Acórdão nº 253/06.0GCSTS.P1 de Court of Appeal of Porto (Portugal), 02 de Dezembro de 2015

Magistrado ResponsávelARTUR OLIVEIRA
Data da Resolução02 de Dezembro de 2015
EmissorCourt of Appeal of Porto (Portugal)

O TRIBUNAL DA RELAÇÃO DO PORTO – SECÇÃO CRIMINAL (QUARTA) - no processo n.º 253/06.0GCSTS.P1 - com os juízes Artur Oliveira [relator] e José Piedade, - após conferência, profere, em 2 de dezembro de 2015, o seguinte AcórdãoI - RELATÓRIO 1. No processo comum (tribunal singular) n.º 253/06.0GCSTS, da Secção Criminal (J2) – Instância Local de Santo Tirso, Comarca do Porto, em que é assistente e demandante civil B…, é arguido e demandado civil C… e são demandados civis o Centro Hospital …, EPE e D… – COMPANHIA DE SEGUROS, S.A., foi proferida sentença que decidiu nos seguintes termos [fls. 1943-1944]: «

  1. Absolver a arguida E… da prática de um crime ofensa à integridade física por negligência, p. e p. pelos artigos 148º, nº 1 e 3 e 144º, alíneas a), b), c) e d) do Código Penal de que vinha acusada.

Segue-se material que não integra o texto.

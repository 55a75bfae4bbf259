//! Software version parsing and comparison.
//!
//! EOS reports its release as a dot-separated numeric version with a
//! trailing train letter (`4.30.3M`, `4.26.1F`, `4.21.1.1F`). Releases are
//! compared component by component, numerically, so `4.30.3` sorts after
//! `4.9.1`.

use std::cmp::Ordering;
use std::fmt;
use std::str::FromStr;
use std::sync::LazyLock;

use regex::Regex;

use crate::error::{Error, ParseError, Result};

static VERSION_LINE: LazyLock<Regex> = LazyLock::new(|| {
    Regex::new(r"(?mi)^\s*software\s+image\s+version\s*:\s*(\S+)").expect("valid version regex")
});

static TOKEN: LazyLock<Regex> = LazyLock::new(|| {
    Regex::new(r"^(\d+(?:\.\d+)*)([A-Za-z][A-Za-z0-9]*)?(?:[-+].*)?$").expect("valid token regex")
});

/// A parsed software version.
///
/// Equality and ordering ignore trailing zero components (`4.21` equals
/// `4.21.0`) so that the ordering is total and consistent with `Eq`.
#[derive(Debug, Clone)]
pub struct Version {
    raw: String,
    numbers: Vec<u64>,
    suffix: String,
}

impl Version {
    /// Parse a bare version token such as `4.26.1F`.
    pub fn parse(token: &str) -> std::result::Result<Self, ParseError> {
        let caps = TOKEN
            .captures(token.trim())
            .ok_or_else(|| ParseError::MalformedVersion(token.to_string()))?;

        let numbers = caps[1]
            .split('.')
            .map(|n| n.parse::<u64>())
            .collect::<std::result::Result<Vec<_>, _>>()
            .map_err(|_| ParseError::MalformedVersion(token.to_string()))?;

        let suffix = caps.get(2).map(|m| m.as_str().to_string()).unwrap_or_default();

        Ok(Self {
            raw: token.trim().to_string(),
            numbers,
            suffix,
        })
    }

    /// Extract the version from a free-form `show version` report.
    pub fn from_report(report: &str) -> std::result::Result<Self, ParseError> {
        let token = VERSION_LINE
            .captures(report)
            .and_then(|c| c.get(1))
            .ok_or(ParseError::MissingVersion)?;
        Self::parse(token.as_str())
    }

    /// The token as reported by the device.
    pub fn as_str(&self) -> &str {
        &self.raw
    }

    /// Numeric components.
    pub fn numbers(&self) -> &[u64] {
        &self.numbers
    }

    /// Alphabetic train suffix, empty if none.
    pub fn suffix(&self) -> &str {
        &self.suffix
    }

    fn compare_numbers(&self, other: &Self) -> Ordering {
        let len = self.numbers.len().max(other.numbers.len());
        for i in 0..len {
            let a = self.numbers.get(i).copied().unwrap_or(0);
            let b = other.numbers.get(i).copied().unwrap_or(0);
            match a.cmp(&b) {
                Ordering::Equal => continue,
                ord => return ord,
            }
        }
        Ordering::Equal
    }
}

impl Ord for Version {
    fn cmp(&self, other: &Self) -> Ordering {
        self.compare_numbers(other)
            .then_with(|| self.suffix.cmp(&other.suffix))
    }
}

impl PartialOrd for Version {
    fn partial_cmp(&self, other: &Self) -> Option<Ordering> {
        Some(self.cmp(other))
    }
}

impl PartialEq for Version {
    fn eq(&self, other: &Self) -> bool {
        self.cmp(other) == Ordering::Equal
    }
}

impl Eq for Version {}

impl FromStr for Version {
    type Err = ParseError;

    fn from_str(s: &str) -> std::result::Result<Self, Self::Err> {
        Self::parse(s)
    }
}

impl fmt::Display for Version {
    fn fmt(&self, f: &mut fmt::Formatter<'_>) -> fmt::Result {
        f.write_str(&self.raw)
    }
}

/// Which collection procedure a device gets.
#[derive(Debug, Clone, Copy, PartialEq, Eq)]
pub enum StrategyKind {
    /// One `send support-bundle` command.
    Modern,
    /// Several archive steps followed by aggregation.
    Legacy,
}

impl fmt::Display for StrategyKind {
    fn fmt(&self, f: &mut fmt::Formatter<'_>) -> fmt::Result {
        match self {
            StrategyKind::Modern => f.write_str("modern"),
            StrategyKind::Legacy => f.write_str("legacy"),
        }
    }
}

/// Compare two version tokens.
pub fn compare(a: &str, b: &str) -> std::result::Result<Ordering, ParseError> {
    Ok(Version::parse(a)?.cmp(&Version::parse(b)?))
}

/// Pick a strategy: Modern when the device is at or above `threshold`.
pub fn decide(device: &Version, threshold: &Version) -> StrategyKind {
    if device.cmp(threshold) == Ordering::Less {
        StrategyKind::Legacy
    } else {
        StrategyKind::Modern
    }
}

/// Parse a version report and pick a strategy.
///
/// An unparseable report is a configuration error: there is no safe
/// default between the two procedures.
pub fn decide_from_report(report: &str, threshold: &Version) -> Result<(Version, StrategyKind)> {
    let version = Version::from_report(report).map_err(|e| {
        Error::config(format!("cannot determine device software version: {e}"))
    })?;
    let kind = decide(&version, threshold);
    Ok((version, kind))
}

  2. Condenar o arguido C… na pena 180 (cento e oitenta) dias de multa, à taxa diária de €30,00 (trinta euros) pela prática de um crime ofensa à integridade física por negligência, p. e p. pelos artigos 148º, nº 1 e 3 e 144º, alíneas a), b), c) e d) do Código Penal.

  3. Julgo parcialmente procedente o pedido cível deduzido pela demandante B… e, em consequência: 1. Absolvo a demandada E… do pedido de indemnização civil contra ela formulado.

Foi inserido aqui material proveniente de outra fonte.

//! Pattern buffer with tail-search for prompt detection.
//!
//! Only the last `search_depth` bytes are searched for a prompt, so long
//! outputs (a full `show tech-support` scrolling past) stay cheap to scan.

use regex::bytes::Regex;

/// Accumulates PTY output and finds prompts near its end.
#[derive(Debug)]
pub struct PatternBuffer {
    /// The accumulated output buffer.
    buffer: Vec<u8>,

    /// How many bytes from the end to search for patterns.
    search_depth: usize,
}

impl PatternBuffer {
    /// `search_depth` bytes from the end are searched.
    pub fn new(search_depth: usize) -> Self {
        Self {
            buffer: Vec::with_capacity(4096),
            search_depth,
        }
    }

    /// Append PTY output with terminal escapes removed.
    pub fn extend(&mut self, data: &[u8]) {
        let cleaned = strip_ansi_escapes::strip(data);
        self.buffer.extend_from_slice(&cleaned);
    }

    fn tail_start(&self) -> usize {
        self.buffer.len().saturating_sub(self.search_depth)
    }

    /// Remove and return everything up to the end of the first match in the
    /// tail. Bytes after the match stay buffered for the next read.
    pub fn take_through(&mut self, pattern: &Regex) -> Option<Vec<u8>> {
        let start = self.tail_start();
        let end = pattern.find(&self.buffer[start..])?.end() + start;
        let rest = self.buffer.split_off(end);
        Some(std::mem::replace(&mut self.buffer, rest))
    }
}

#[cfg(test)]
mod tests {
    use super::*;

    #[test]
    fn test_ansi_stripping() {
        let mut buffer = PatternBuffer::new(100);
        buffer.extend(b"\x1b[32mCopy completed successfully.\x1b[0m");
        let pattern = Regex::new(r"successfully\.").unwrap();
        assert_eq!(
            buffer.take_through(&pattern).unwrap(),
            b"Copy completed successfully."
        );
    }

    #[test]
    fn test_prompt_outside_tail_is_ignored() {
        let mut buffer = PatternBuffer::new(10);
        buffer.extend(b"leaf1#");
        buffer.extend(&[b'x'; 100]);

        let pattern = Regex::new(r"leaf1#").unwrap();
        assert!(buffer.take_through(&pattern).is_none());

        // nothing was consumed by the miss
        buffer.extend(b"leaf1#");
        assert_eq!(buffer.take_through(&pattern).unwrap().len(), 112);
    }

    #[test]
    fn test_take_through_keeps_remainder() {
        let mut buffer = PatternBuffer::new(100);
        buffer.extend(b"copy file:/mnt/flash/x scp://u@h/\r\nPassword: ");
        buffer.extend(b"late");

        let pattern = Regex::new(r"(?i)password:\s*").unwrap();
        let taken = buffer.take_through(&pattern).unwrap();
        assert!(taken.ends_with(b"Password: "));

        let rest = Regex::new(r"late").unwrap();
        assert_eq!(buffer.take_through(&rest).unwrap(), b"late");
    }
}
//! Sign balance of a pair of second differences.
//!
//! Grain shows up after differencing as two diagonal pairs whose signs mirror
//! each other: one pair leans positive, the other negative. Everything the
//! solver decides starts from the six-way classification below.

/// Signum relation of two values.
#[derive(Debug, Clone, Copy, PartialEq, Eq, Hash)]
pub enum SignBalance {
    /// Both values are zero.
    Zero,
    /// One value is positive, the other negative.
    Different,
    /// Both values are positive.
    Positive,
    /// Both values are negative.
    Negative,
    /// One value is positive, the other zero.
    SoftPositive,
    /// One value is negative, the other zero.
    SoftNegative,
}

impl SignBalance {
    /// Classify a pair of values by their signs.
    #[inline]
    pub fn of(a: i32, b: i32) -> Self {
        use std::cmp::Ordering::*;

        match (a.cmp(&0), b.cmp(&0)) {
            (Less, Less) => Self::Negative,
            (Less, Equal) | (Equal, Less) => Self::SoftNegative,
            (Less, Greater) | (Greater, Less) => Self::Different,
            (Greater, Equal) | (Equal, Greater) => Self::SoftPositive,
            (Greater, Greater) => Self::Positive,
            (Equal, Equal) => Self::Zero,
        }
    }

    #[inline]
    pub fn is_positive_like(self) -> bool {
        matches!(self, Self::Positive | Self::SoftPositive)
    }

    #[inline]
    pub fn is_negative_like(self) -> bool {
        matches!(self, Self::Negative | Self::SoftNegative)
    }

    /// One side positive, the other negative, with at most one side allowed a
    /// zero operand. A soft side only pairs with the strict opposite.
    #[inline]
    pub fn is_soft_complement(self, other: Self) -> bool {
        soft_complement(self, other)
    }

    /// Exactly `{Positive, Negative}`.
    #[inline]
    pub fn is_strict_complement(self, other: Self) -> bool {
        strict_complement(self, other)
    }
}

/// Free-function form of [`SignBalance::of`].
#[inline]
pub fn classify(a: i32, b: i32) -> SignBalance {
    SignBalance::of(a, b)
}

pub fn soft_complement(lhs: SignBalance, rhs: SignBalance) -> bool {
    use SignBalance::*;

    match lhs {
        Negative => rhs.is_positive_like(),
        Positive => rhs.is_negative_like(),
        SoftNegative => rhs == Positive,
        SoftPositive => rhs == Negative,
        Zero | Different => false,
    }
}

pub fn strict_complement(lhs: SignBalance, rhs: SignBalance) -> bool {
    use SignBalance::*;

    matches!((lhs, rhs), (Negative, Positive) | (Positive, Negative))
}
//! Error type shared by every fallible entry point of the crate.

use thiserror::Error;

#[derive(Error, Debug, Clone, PartialEq, Eq)]
pub enum PerlovkaError {
    /// Plane geometry or run parameters that the kernel cannot work with.
    #[error("Invalid configuration: {0}")]
    InvalidConfiguration(String),

    /// Pixel layout the channel adapters cannot map onto integer planes.
    #[error("Unsupported layout: {0}")]
    UnsupportedLayout(String),
}

pub type Result<T> = std::result::Result<T, PerlovkaError>;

  1. Condeno, solidariamente os demandados, C… e Centro Hospitalar do Médio Ave, EPE a pagarem-lhe a indemnização por danos não patrimoniais no valor de €35.000,00 (trinta e cinco mil euros) e a indemnização por danos patrimoniais no valor de €86.311,60 (oitenta e seis mil trezentos e onze euros e sessenta cêntimos) acrescidas de juros de mora, calculados às taxas legais aplicáveis, desde a data da citação até efectivo e integral pagamento, sendo a interveniente D… – Companhia de Seguros, SA responsável por tal pagamento de acordo com o contrato celebrado, com o limite €150.000,00 por sinistro e uma franquia de 10% do valor do sinistro, com o mínimo de €125,00.

    No mais, absolvo os demandados do pedido.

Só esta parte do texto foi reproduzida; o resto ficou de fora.